PROVIDED INFORMATION:

*** Begin section ***

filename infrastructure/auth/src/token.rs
use chrono::{Duration, Utc};
use jsonwebtoken::{Algorithm, DecodingKey, EncodingKey, Header, Validation, decode, encode};
use serde::{Deserialize, Serialize};

use business::domain::shared::value_objects::UserId;
use business::domain::user::errors::UserError;
use business::domain::user::services::TokenService;

/// Signing parameters for session tokens.
#[derive(Debug, Clone)]
pub struct JwtSettings {
    pub secret: String,
    pub expires_in: Duration,
    pub algorithm: Algorithm,
}

#[derive(Debug, Serialize, Deserialize)]
struct Claims {
    sub: String,
    iat: i64,
    exp: i64,
}

/// HMAC-signed JWTs whose subject is the user id.
pub struct JwtTokenService {
    encoding_key: EncodingKey,
    decoding_key: DecodingKey,
    expires_in: Duration,
    algorithm: Algorithm,
}

impl JwtTokenService {
    pub fn new(settings: JwtSettings) -> Self {
        Self {
            encoding_key: EncodingKey::from_secret(settings.secret.as_bytes()),
            decoding_key: DecodingKey::from_secret(settings.secret.as_bytes()),
            expires_in: settings.expires_in,
            algorithm: settings.algorithm,
        }
    }
}

impl TokenService for JwtTokenService {
    fn issue(&self, user_id: &UserId) -> Result<String, UserError> {
        let now = Utc::now();
        let Some(expires_at) = now.checked_add_signed(self.expires_in) else {
            tracing::error!("Token lifetime {} overflows the clock", self.expires_in);
            return Err(UserError::TokenIssueFailed);
        };
        let claims = Claims {
            sub: user_id.to_string(),
            iat: now.timestamp(),
            exp: expires_at.timestamp(),
        };

        encode(&Header::new(self.algorithm), &claims, &self.encoding_key).map_err(|e| {
            tracing::error!("Token signing failed: {e}");
            UserError::TokenIssueFailed
        })
    }

    fn verify(&self, token: &str) -> Option<UserId> {
        let validation = Validation::new(self.algorithm);

        match decode::<Claims>(token, &self.decoding_key, &validation) {
            Ok(data) => data.claims.sub.parse().ok(),
            Err(e) => {
                tracing::debug!("Rejected session token: {e}");
                None
            }
        }
    }
}
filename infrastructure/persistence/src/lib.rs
pub mod db;
pub mod item {
    pub mod entity;
    pub mod repository;
}
pub mod recipe {
    pub mod entity;
    pub mod repository;
}
pub mod social {
    pub mod entity;
    pub mod repository;
}
pub mod user {
    pub mod entity;
    pub mod repository;
}
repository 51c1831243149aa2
pub mod dto;
pub mod error_mapper;
pub mod routes;
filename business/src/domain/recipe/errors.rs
use crate::domain::errors::RepositoryError;
use crate::domain::shared::session::Unauthorized;

/// Recipe errors. Validation variants carry the offending positions of the submitted item list.
#[derive(Debug, thiserror::Error)]
pub enum RecipeError {
    #[error("recipe.name_too_short")]
    NameTooShort,
    #[error("recipe.duplicate_items")]
    DuplicateItems { positions: Vec<usize> },
    #[error("recipe.amount_not_positive")]
    AmountNotPositive { positions: Vec<usize> },
    #[error("recipe.unknown_items")]
    UnknownItems { positions: Vec<usize> },
    #[error("recipe.not_found")]
    NotFound,
    #[error("recipe.cannot_share_with_self")]
    CannotShareWithSelf,
    #[error("recipe.recipient_not_found")]
    RecipientNotFound,
    #[error("recipe.share_not_found")]
    ShareNotFound,
    #[error("recipe.share_already_accepted")]
    ShareAlreadyAccepted,
    #[error("auth.unauthorized")]
    Unauthorized(#[from] Unauthorized),
    #[error("repository.persistence")]
    Repository(#[from] RepositoryError),
}

impl RecipeError {
    /// Maps a storage `NotFound` to the recipe variant, keeping other failures as they are.
    pub fn from_lookup(error: RepositoryError) -> Self {
        match error {
            RepositoryError::NotFound => RecipeError::NotFound,
            other => RecipeError::Repository(other),
        }
    }
}
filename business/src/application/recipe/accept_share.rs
use std::sync::Arc;

use async_trait::async_trait;

use crate::domain::logger::Logger;
use crate::domain::recipe::errors::RecipeError;
use crate::domain::recipe::social::{RecipeShare, RecipeSocialRepository};
use crate::domain::recipe::use_cases::accept_share::{AcceptShareParams, AcceptShareUseCase};

pub struct AcceptShareUseCaseImpl {
    pub social_repository: Arc<dyn RecipeSocialRepository>,
    pub logger: Arc<dyn Logger>,
}

#[async_trait]
impl AcceptShareUseCase for AcceptShareUseCaseImpl {
    async fn execute(&self, params: AcceptShareParams) -> Result<RecipeShare, RecipeError> {
        let scope = params.session.scope()?;

        let mut share = self
            .social_repository
            .find_share(params.recipe_id, scope.user_id())
            .await?
            .ok_or(RecipeError::ShareNotFound)?;

        if share.is_accepted() {
            return Err(RecipeError::ShareAlreadyAccepted);
        }

        share.accept();
        self.social_repository.save_share(&share).await?;

        self.logger.info(&format!(
            "User {} accepted recipe {}",
            scope.user_id(),
            params.recipe_id
        ));
        Ok(share)
    }
}
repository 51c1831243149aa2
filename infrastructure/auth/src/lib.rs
pub mod password;
pub mod token;

pub use password::Argon2PasswordHasher;
pub use token::{JwtSettings, JwtTokenService};
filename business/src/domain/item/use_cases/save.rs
use async_trait::async_trait;
use bigdecimal::BigDecimal;
use uuid::Uuid;

use crate::domain::item::errors::ItemError;
use crate::domain::item::model::Item;
use crate::domain::shared::session::Session;

/// Creates an item when `id` is absent, otherwise updates the caller's item.
pub struct SaveItemParams {
    pub session: Session,
    pub id: Option<Uuid>,
    pub name: String,
    pub base_amount: i32,
    pub amount_kind: String,
    pub price: BigDecimal,
}

#[async_trait]
pub trait SaveItemUseCase: Send + Sync {
    async fn execute(&self, params: SaveItemParams) -> Result<Item, ItemError>;
}
use async_trait::async_trait;
use serde::{Deserialize, Serialize};
use strum_macros::{Display, EnumString};
use uuid::Uuid;

use crate::domain::errors::RepositoryError;
use crate::domain::shared::value_objects::UserId;

#[derive(Debug, Clone, Copy, PartialEq, Eq, Serialize, Deserialize, Display, EnumString)]
#[serde(rename_all = "snake_case")]
#[strum(serialize_all = "snake_case")]
pub enum ShareStatus {
    Pending,
    Accepted,
}

/// Offer of a recipe from its owner to another user.
#[derive(Debug, Clone, PartialEq)]
pub struct RecipeShare {
    pub recipe_id: Uuid,
    pub user_id: UserId,
    pub status: ShareStatus,
}

impl RecipeShare {
    pub fn pending(recipe_id: Uuid, user_id: UserId) -> Self {
        Self {
            recipe_id,
            user_id,
            status: ShareStatus::Pending,
        }
    }

    pub fn is_accepted(&self) -> bool {
        self.status == ShareStatus::Accepted
    }

    pub fn accept(&mut self) {
        self.status = ShareStatus::Accepted;
    }
}

/// Shares and likes. These rows link a recipe to users other than its owner,
/// so access checks happen in the use cases rather than through an owner scope.
#[async_trait]
pub trait RecipeSocialRepository: Send + Sync {
    async fn find_share(
        &self,
        recipe_id: Uuid,
        user_id: &UserId,
    ) -> Result<Option<RecipeShare>, RepositoryError>;
    /// True when `user_id` accepted a share of the recipe and the recipe is still visible.
    async fn has_accepted_visible_share(
        &self,
        recipe_id: Uuid,
        user_id: &UserId,
    ) -> Result<bool, RepositoryError>;
    /// Inserts or updates the share keyed by recipe and recipient.
    async fn save_share(&self, share: &RecipeShare) -> Result<(), RepositoryError>;
    /// Adds or removes the like of `user_id`; repeating the same call is a no-op.
    async fn set_like(
        &self,
        recipe_id: Uuid,
        user_id: &UserId,
        liked: bool,
    ) -> Result<(), RepositoryError>;
}
use std::sync::Arc;

use async_trait::async_trait;

use crate::domain::logger::Logger;
use crate::domain::recipe::errors::RecipeError;
use crate::domain::recipe::model::RecipeOverview;
use crate::domain::recipe::repository::RecipeRepository;
use crate::domain::recipe::use_cases::list_shared::{
    ListSharedRecipesParams, ListSharedRecipesUseCase,
};

pub struct ListSharedRecipesUseCaseImpl {
    pub repository: Arc<dyn RecipeRepository>,
    pub logger: Arc<dyn Logger>,
}

#[async_trait]
impl ListSharedRecipesUseCase for ListSharedRecipesUseCaseImpl {
    async fn execute(
        &self,
        params: ListSharedRecipesParams,
    ) -> Result<Vec<RecipeOverview>, RecipeError> {
        let scope = params.session.scope()?;
        let recipes = self.repository.list_shared_with(&scope).await?;
        self.logger.info(&format!(
            "Retrieved {} recipes shared with {}",
            recipes.len(),
            scope.user_id()
        ));
        Ok(recipes)
    }
}
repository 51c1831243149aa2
pub mod dependency_injection;
pub mod server;
use chrono::{DateTime, Utc};
use poem_openapi::Object;
use serde::{Deserialize, Serialize};
use uuid::Uuid;

use business::domain::item::model::Item;

use crate::api::decimal::to_number;

#[derive(Debug, Clone, Serialize, Deserialize, Object)]
pub struct SaveItemRequest {
    /// Display name, at least 3 characters
    pub name: String,
    /// How many units of `amount_kind` the price buys
    pub base_amount: i32,
    /// Unit label, e.g. `g`, `ml`, `un`
    pub amount_kind: String,
    /// Price of `base_amount` units, at least 0.01
    pub price: f64,
}

#[derive(Debug, Clone, Serialize, Deserialize, Object)]
pub struct ItemResponse {
    pub id: Uuid,
    pub name: String,
    pub base_amount: i32,
    pub amount_kind: String,
    pub price: f64,
    pub state: String,
    pub created_at: DateTime<Utc>,
    pub updated_at: DateTime<Utc>,
}

impl From<Item> for ItemResponse {
    fn from(item: Item) -> Self {
        Self {
            id: item.id,
            price: to_number(&item.price),
            state: item.state.to_string(),
            name: item.name,
            base_amount: item.base_amount,
            amount_kind: item.amount_kind,
            created_at: item.created_at,
            updated_at: item.updated_at,
        }
    }
}
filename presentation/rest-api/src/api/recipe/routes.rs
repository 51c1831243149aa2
use std::sync::Arc;

use poem::web::cookie::CookieJar;
use poem_openapi::{OpenApi, param::Path, payload::Json};
use uuid::Uuid;

use business::domain::recipe::use_cases::accept_share::{AcceptShareParams, AcceptShareUseCase};
use business::domain::recipe::use_cases::delete::{DeleteRecipeParams, DeleteRecipeUseCase};
use business::domain::recipe::use_cases::get_all::{GetAllRecipesParams, GetAllRecipesUseCase};
use business::domain::recipe::use_cases::get_by_id::{
    GetRecipeByIdParams, GetRecipeByIdUseCase,
};
use business::domain::recipe::use_cases::list_shared::{
    ListSharedRecipesParams, ListSharedRecipesUseCase,
};
use business::domain::recipe::use_cases::save::{SaveRecipeParams, SaveRecipeUseCase};
use business::domain::recipe::use_cases::set_like::{SetRecipeLikeParams, SetRecipeLikeUseCase};
use business::domain::recipe::use_cases::share::{ShareRecipeParams, ShareRecipeUseCase};
use business::domain::shared::session::Session;

use crate::api::error::{ErrorResponse, IntoErrorResponse, invalid_id};
use crate::api::recipe::dto::{
    RecipeOverviewResponse, RecipeResponse, RecipeShareResponse, SaveRecipeRequest,
    ShareRecipeRequest,
};
use crate::api::security::{SessionResolver, require_session};
use crate::api::tags::ApiTags;

/// Use cases behind the recipe endpoints.
pub struct RecipeUseCases {
    pub save: Arc<dyn SaveRecipeUseCase>,
    pub get_all: Arc<dyn GetAllRecipesUseCase>,
    pub get_by_id: Arc<dyn GetRecipeByIdUseCase>,
    pub delete: Arc<dyn DeleteRecipeUseCase>,
    pub share: Arc<dyn ShareRecipeUseCase>,
    pub accept_share: Arc<dyn AcceptShareUseCase>,
    pub list_shared: Arc<dyn ListSharedRecipesUseCase>,
    pub set_like: Arc<dyn SetRecipeLikeUseCase>,
}

pub struct RecipeApi {
    sessions: Arc<SessionResolver>,
    use_cases: RecipeUseCases,
}

type Failure = (u16, Json<ErrorResponse>);

impl RecipeApi {
    pub fn new(sessions: Arc<SessionResolver>, use_cases: RecipeUseCases) -> Self {
        Self {
            sessions,
            use_cases,
        }
    }

    async fn save(
        &self,
        session: Session,
        id: Option<&str>,
        body: SaveRecipeRequest,
    ) -> Result<RecipeResponse, Failure> {
        let params = save_params(session, id, body)?;

        self.use_cases
            .save
            .execute(params)
            .await
            .map(Into::into)
            .map_err(|err| {
                let (status, json) = err.into_error_response();
                (status.as_u16(), json)
            })
    }

    async fn set_like(&self, session: Session, id: &str, liked: bool) -> Result<(), Failure> {
        let session = require_session(session).map_err(|json| (401, json))?;
        let Ok(recipe_id) = Uuid::parse_str(id) else {
            return Err((400, invalid_id("recipe.invalid_id", "id")));
        };

        self.use_cases
            .set_like
            .execute(SetRecipeLikeParams {
                session,
                recipe_id,
                liked,
            })
            .await
            .map_err(|err| {
                let (status, json) = err.into_error_response();
                (status.as_u16(), json)
            })
    }
}

/// Checks the session before the path id and the id before the body.
fn save_params(
    session: Session,
    id: Option<&str>,
    body: SaveRecipeRequest,
) -> Result<SaveRecipeParams, Failure> {
    let session = require_session(session).map_err(|json| (401, json))?;
    let id = id
        .map(|raw| Uuid::parse_str(raw).map_err(|_| (400, invalid_id("recipe.invalid_id", "id"))))
        .transpose()?;
    let items = body.item_lines().map_err(|fields| {
        (
            400,
            Json(ErrorResponse::validation("recipe.invalid_items", fields)),
        )
    })?;

    Ok(SaveRecipeParams {
        session,
        id,
        name: body.name,
        items,
    })
}

/// Recipe API
///
/// Recipes combine the caller's items with an amount each. Updates replace
/// the whole item list; only the differences are written.
#[OpenApi]
impl RecipeApi {
    /// Create a recipe
    #[oai(path = "/recipes", method = "post", tag = "ApiTags::Recipes")]
    async fn create_recipe(
        &self,
        cookie_jar: &CookieJar,
        body: Json<SaveRecipeRequest>,
    ) -> CreateRecipeResponse {
        match self.save(self.sessions.resolve(cookie_jar), None, body.0).await {
            Ok(recipe) => CreateRecipeResponse::Created(Json(recipe)),
            Err((status, json)) => match status {
                400 => CreateRecipeResponse::BadRequest(json),
                401 => CreateRecipeResponse::Unauthorized(json),
                _ => CreateRecipeResponse::InternalError(json),
            },
        }
    }

    /// List own recipes
    ///
    /// Each entry carries its ingredients, like count and estimated cost.
    #[oai(path = "/recipes", method = "get", tag = "ApiTags::Recipes")]
    async fn get_all_recipes(&self, cookie_jar: &CookieJar) -> ListRecipesResponse {
        let params = GetAllRecipesParams {
            session: self.sessions.resolve(cookie_jar),
        };

        match self.use_cases.get_all.execute(params).await {
            Ok(recipes) => {
                ListRecipesResponse::Ok(Json(recipes.into_iter().map(Into::into).collect()))
            }
            Err(err) => {
                let (status, json) = err.into_error_response();
                match status.as_u16() {
                    401 => ListRecipesResponse::Unauthorized(json),
                    _ => ListRecipesResponse::InternalError(json),
                }
            }
        }
    }

    /// List recipes shared with me
    #[oai(path = "/recipes/shared", method = "get", tag = "ApiTags::Recipes")]
    async fn get_shared_recipes(&self, cookie_jar: &CookieJar) -> ListRecipesResponse {
        let params = ListSharedRecipesParams {
            session: self.sessions.resolve(cookie_jar),
        };

        match self.use_cases.list_shared.execute(params).await {
            Ok(recipes) => {
                ListRecipesResponse::Ok(Json(recipes.into_iter().map(Into::into).collect()))
            }
            Err(err) => {
                let (status, json) = err.into_error_response();
                match status.as_u16() {
                    401 => ListRecipesResponse::Unauthorized(json),
                    _ => ListRecipesResponse::InternalError(json),
                }
            }
        }
    }

    /// Get a recipe by ID
    #[oai(path = "/recipes/:id", method = "get", tag = "ApiTags::Recipes")]
    async fn get_recipe_by_id(
        &self,
        cookie_jar: &CookieJar,
        id: Path<String>,
    ) -> GetRecipeByIdResponse {
        let session = match require_session(self.sessions.resolve(cookie_jar)) {
            Ok(session) => session,
            Err(json) => return GetRecipeByIdResponse::Unauthorized(json),
        };
        let Ok(uuid) = Uuid::parse_str(&id.0) else {
            return GetRecipeByIdResponse::BadRequest(invalid_id("recipe.invalid_id", "id"));
        };

        let params = GetRecipeByIdParams {
            session,
            id: uuid,
        };

        match self.use_cases.get_by_id.execute(params).await {
            Ok(recipe) => GetRecipeByIdResponse::Ok(Json(recipe.into())),
            Err(err) => {
                let (status, json) = err.into_error_response();
                match status.as_u16() {
                    401 => GetRecipeByIdResponse::Unauthorized(json),
                    404 => GetRecipeByIdResponse::NotFound(json),
                    _ => GetRecipeByIdResponse::InternalError(json),
                }
            }
        }
    }

    /// Update a recipe
    ///
    /// The submitted item list replaces the stored one.
    #[oai(path = "/recipes/:id", method = "put", tag = "ApiTags::Recipes")]
    async fn update_recipe(
        &self,
        cookie_jar: &CookieJar,
        id: Path<String>,
        body: Json<SaveRecipeRequest>,
    ) -> UpdateRecipeResponse {
        match self
            .save(self.sessions.resolve(cookie_jar), Some(id.0.as_str()), body.0)
            .await
        {
            Ok(recipe) => UpdateRecipeResponse::Ok(Json(recipe)),
            Err((status, json)) => match status {
                400 => UpdateRecipeResponse::BadRequest(json),
                401 => UpdateRecipeResponse::Unauthorized(json),
                404 => UpdateRecipeResponse::NotFound(json),
                _ => UpdateRecipeResponse::InternalError(json),
            },
        }
    }

    /// Delete a recipe
    #[oai(path = "/recipes/:id", method = "delete", tag = "ApiTags::Recipes")]
    async fn delete_recipe(
        &self,
        cookie_jar: &CookieJar,
        id: Path<String>,
    ) -> EmptyRecipeResponse {
        let session = match require_session(self.sessions.resolve(cookie_jar)) {
            Ok(session) => session,
            Err(json) => return EmptyRecipeResponse::Unauthorized(json),
        };
        let Ok(uuid) = Uuid::parse_str(&id.0) else {
            return EmptyRecipeResponse::BadRequest(invalid_id("recipe.invalid_id", "id"));
        };

        let params = DeleteRecipeParams {
            session,
            id: uuid,
        };

        match self.use_cases.delete.execute(params).await {
            Ok(()) => EmptyRecipeResponse::NoContent,
            Err(err) => {
                let (status, json) = err.into_error_response();
                EmptyRecipeResponse::from_failure(status.as_u16(), json)
            }
        }
    }

    /// Share a recipe
    ///
    /// Offers the recipe to another user by email. The share stays pending
    /// until the recipient accepts it.
    #[oai(path = "/recipes/:id/shares", method = "post", tag = "ApiTags::Recipes")]
    async fn share_recipe(
        &self,
        cookie_jar: &CookieJar,
        id: Path<String>,
        body: Json<ShareRecipeRequest>,
    ) -> ShareResponse {
        let session = match require_session(self.sessions.resolve(cookie_jar)) {
            Ok(session) => session,
            Err(json) => return ShareResponse::Unauthorized(json),
        };
        let Ok(uuid) = Uuid::parse_str(&id.0) else {
            return ShareResponse::BadRequest(invalid_id("recipe.invalid_id", "id"));
        };

        let params = ShareRecipeParams {
            session,
            recipe_id: uuid,
            recipient_email: body.0.email,
        };

        match self.use_cases.share.execute(params).await {
            Ok(share) => ShareResponse::Ok(Json(share.into())),
            Err(err) => {
                let (status, json) = err.into_error_response();
                ShareResponse::from_failure(status.as_u16(), json)
            }
        }
    }

    /// Accept a shared recipe
    #[oai(
        path = "/recipes/:id/shares/accept",
        method = "post",
        tag = "ApiTags::Recipes"
    )]
    async fn accept_share(&self, cookie_jar: &CookieJar, id: Path<String>) -> ShareResponse {
        let session = match require_session(self.sessions.resolve(cookie_jar)) {
            Ok(session) => session,
            Err(json) => return ShareResponse::Unauthorized(json),
        };
        let Ok(uuid) = Uuid::parse_str(&id.0) else {
            return ShareResponse::BadRequest(invalid_id("recipe.invalid_id", "id"));
        };

        let params = AcceptShareParams {
            session,
            recipe_id: uuid,
        };

        match self.use_cases.accept_share.execute(params).await {
            Ok(share) => ShareResponse::Ok(Json(share.into())),
            Err(err) => {
                let (status, json) = err.into_error_response();
                ShareResponse::from_failure(status.as_u16(), json)
            }
        }
    }

    /// Like a recipe
    #[oai(path = "/recipes/:id/like", method = "put", tag = "ApiTags::Recipes")]
    async fn like_recipe(&self, cookie_jar: &CookieJar, id: Path<String>) -> EmptyRecipeResponse {
        match self
            .set_like(self.sessions.resolve(cookie_jar), &id.0, true)
            .await
        {
            Ok(()) => EmptyRecipeResponse::NoContent,
            Err((status, json)) => EmptyRecipeResponse::from_failure(status, json),
        }
    }

    /// Remove a like
    #[oai(path = "/recipes/:id/like", method = "delete", tag = "ApiTags::Recipes")]
    async fn unlike_recipe(
        &self,
        cookie_jar: &CookieJar,
        id: Path<String>,
    ) -> EmptyRecipeResponse {
        match self
            .set_like(self.sessions.resolve(cookie_jar), &id.0, false)
            .await
        {
            Ok(()) => EmptyRecipeResponse::NoContent,
            Err((status, json)) => EmptyRecipeResponse::from_failure(status, json),
        }
    }
}

#[derive(poem_openapi::ApiResponse)]
pub enum CreateRecipeResponse {
    #[oai(status = 201)]
    Created(Json<RecipeResponse>),
    #[oai(status = 400)]
    BadRequest(Json<ErrorResponse>),
    #[oai(status = 401)]
    Unauthorized(Json<ErrorResponse>),
    #[oai(status = 500)]
    InternalError(Json<ErrorResponse>),
}

#[derive(poem_openapi::ApiResponse)]
pub enum ListRecipesResponse {
    #[oai(status = 200)]
    Ok(Json<Vec<RecipeOverviewResponse>>),
    #[oai(status = 401)]
    Unauthorized(Json<ErrorResponse>),
    #[oai(status = 500)]
    InternalError(Json<ErrorResponse>),
}

#[derive(poem_openapi::ApiResponse)]
pub enum GetRecipeByIdResponse {
    #[oai(status = 200)]
    Ok(Json<RecipeResponse>),
    #[oai(status = 400)]
    BadRequest(Json<ErrorResponse>),
    #[oai(status = 401)]
    Unauthorized(Json<ErrorResponse>),
    #[oai(status = 404)]
    NotFound(Json<ErrorResponse>),
    #[oai(status = 500)]
    InternalError(Json<ErrorResponse>),
}

#[derive(poem_openapi::ApiResponse)]
pub enum UpdateRecipeResponse {
    #[oai(status = 200)]
    Ok(Json<RecipeResponse>),
    #[oai(status = 400)]
    BadRequest(Json<ErrorResponse>),
    #[oai(status = 401)]
    Unauthorized(Json<ErrorResponse>),
    #[oai(status = 404)]
    NotFound(Json<ErrorResponse>),
    #[oai(status = 500)]
    InternalError(Json<ErrorResponse>),
}

#[derive(poem_openapi::ApiResponse)]
pub enum EmptyRecipeResponse {
    #[oai(status = 204)]
    NoContent,
    #[oai(status = 400)]
    BadRequest(Json<ErrorResponse>),
    #[oai(status = 401)]
    Unauthorized(Json<ErrorResponse>),
    #[oai(status = 404)]
    NotFound(Json<ErrorResponse>),
    #[oai(status = 500)]
    InternalError(Json<ErrorResponse>),
}

impl EmptyRecipeResponse {
    fn from_failure(status: u16, json: Json<ErrorResponse>) -> Self {
        match status {
            400 => Self::BadRequest(json),
            401 => Self::Unauthorized(json),
            404 => Self::NotFound(json),
            _ => Self::InternalError(json),
        }
    }
}

#[derive(poem_openapi::ApiResponse)]
pub enum ShareResponse {
    #[oai(status = 200)]
    Ok(Json<RecipeShareResponse>),
    #[oai(status = 400)]
    BadRequest(Json<ErrorResponse>),
    #[oai(status = 401)]
    Unauthorized(Json<ErrorResponse>),
    #[oai(status = 404)]
    NotFound(Json<ErrorResponse>),
    #[oai(status = 409)]
    Conflict(Json<ErrorResponse>),
    #[oai(status = 500)]
    InternalError(Json<ErrorResponse>),
}

impl ShareResponse {
    fn from_failure(status: u16, json: Json<ErrorResponse>) -> Self {
        match status {
            400 => Self::BadRequest(json),
            401 => Self::Unauthorized(json),
            404 => Self::NotFound(json),
            409 => Self::Conflict(json),
            _ => Self::InternalError(json),
        }
    }
}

*** End section ***

YOUR ASSIGNMENT:
Every line that contains "SessionResolver" should be copied out of the data.

WRITTEN RESPONSE:
use crate::api::security::{SessionResolver, require_session};
    sessions: Arc<SessionResolver>,
    pub fn new(sessions: Arc<SessionResolver>, use_cases: RecipeUseCases) -> Self {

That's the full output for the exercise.